Thursday, May 01, 2008

Ray of Light

This has been a crazy week. I am either WAY out of practice or jinxed. It didn't help that I've been feeling the 'itch'. Not that itch, kids. The itch to find another gig. This is the longest I've lasted at a position for quite some time, which I attribute to having 3 months off last year to have a baby, but it's back. The burnout feeling has returned. But I just got some good news so I can hang in there a bit longer.

My session Monday morning in front of 70 people went flat after my laptop wouldn't boot up. Yes, I know, this is what you get when you whip your laptop off the docking station without putting it in standby too many times. Still... So I presented without visual aids. It actually went fine. For those who know me and my presentation style I do tend to be a walker and a gesture-fanatic so at least they were visually connected in some fashion. And the group was running behind so my 20 minutes was shaved to 15. Good thing I'm a fast talker. Hopefully they were able to keep up.

Today, I was seriously ready to quit. My afternoon session, which included dual delivery to folks in the room and several via web confo went haywire. Imagine yourself walking into a confo room with several people in attendance only to learn that the phones don't work. Now, how do the phones not work at a Fortune 100 company. Really? Really? You have to be kidding me. And the damn web confo was whacking out on me. In truth, I was frantic to find another confo room, which is nearly impossible on the fly, and couldn't think straight. So, thank the heavens I had sent out the deck before the meeting and folks were able to follow along, for the first 20 minutes. We were kicked out of the meeting room with the working phones....

Now for the good news. I met with my boss this afternoon and he has approved my involvement in an upcoming coaching program being developed out of the OD group. He knows that my career in his dept will not last forever and rather than holding me down, he supports my future growth. He also knows that it won't happen tomorrow so he is willing to appease me by letting me lay the ground work for potential positions in the company. Thank goodness I work for someone with this perspective. We'll see how long this holds me over. Right now I am seriously considering why I work for a company that doesn't appear to be in line with many of the things I value (I refuse to admit my company is involved in hazardous chemicals - best to remain naive). But, I have to pay the bills and the market isn't looking too good at the moment. Oh well. At least I feel like there is something fun and good waiting for me in the fall.

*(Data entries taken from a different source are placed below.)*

//! Hardware telemetry collection
//!
//! Samples per-device GPU state and per-device process usage through a
//! `SensorSource`, so the production `nvidia-smi` backend can be swapped
//! for fixtures in tests. One sample is the unit of work of a telemetry
//! tick: all devices, each with the processes alive at that instant.

pub mod nvidia_smi;

use async_trait::async_trait;
use serde::Serialize;
use tracing::{debug, warn};

use crate::errors::AgentError;

/// State of one GPU at one sampling instant.
#[derive(Debug, Clone, PartialEq, Serialize)]
pub struct DeviceSnapshot {
    pub index: u32,
    pub name: String,
    pub uuid: String,
    pub memory_total_mb: u64,
    pub memory_used_mb: u64,
    pub memory_free_mb: u64,
    pub power_draw_watts: f64,
    pub power_limit_watts: f64,
    pub temperature_celsius: f64,
    pub utilization_gpu: f64,
    pub utilization_memory: f64,
    pub processes: Vec<ProcessSample>,
}

/// One process holding memory on a device at the sampling instant.
#[derive(Debug, Clone, PartialEq, Serialize)]
pub struct ProcessSample {
    pub pid: u32,
    pub process_name: String,
    pub user_name: String,
    pub used_memory_mb: u64,
}

impl ProcessSample {
    /// Share of the device's memory held by this process, in percent
    /// rounded to two decimals.
    pub fn utilization_of(&self, device_memory_total_mb: u64) -> f64 {
        if device_memory_total_mb == 0 {
            return 0.0;
        }
        let pct = self.used_memory_mb as f64 / device_memory_total_mb as f64 * 100.0;
        (pct * 100.0).round() / 100.0
    }
}

/// Source of device and process measurements.
#[async_trait]
pub trait SensorSource: Send + Sync {
    /// All current devices, without their process lists.
    async fn query_devices(&self) -> Result<Vec<DeviceSnapshot>, AgentError>;

    /// Processes currently running on one device.
    async fn query_processes(&self, device_index: u32) -> Result<Vec<ProcessSample>, AgentError>;
}

/// Collect one full sample: every device, each with its running processes.
///
/// A device-query failure fails the whole call. A failure collecting one
/// device's processes only loses that device's process list; the remaining
/// devices are still collected.
pub async fn collect_sample(sensor: &dyn SensorSource) -> Result<Vec<DeviceSnapshot>, AgentError> {
    let mut devices = sensor.query_devices().await?;
    for device in &mut devices {
        match sensor.query_processes(device.index).await {
            Ok(processes) => device.processes = processes,
            Err(e) => {
                warn!(
                    device = device.index,
                    uuid = %device.uuid,
                    error = %e,
                    "process collection failed, keeping device snapshot without processes"
                );
            }
        }
        debug!(
            device = device.index,
            uuid = %device.uuid,
            memory_used_mb = device.memory_used_mb,
            utilization = device.utilization_gpu,
            processes = device.processes.len(),
            "device sampled"
        );
    }
    Ok(devices)
}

Now I am off to go see my little peanut!

2 comments:

Kate said...

I've been thinking about moving on as well. The surgeon I work for has always told me I was too good to answer his phones for a living, which is the boost I needed this past year, but I'm finally ready to venture out into the world of work that uses my skills. One resume here, another resume there. At least this time there's no emergency!

carrster said...

Never hurts to look...if you've got the itch, maybe it's time to scratch??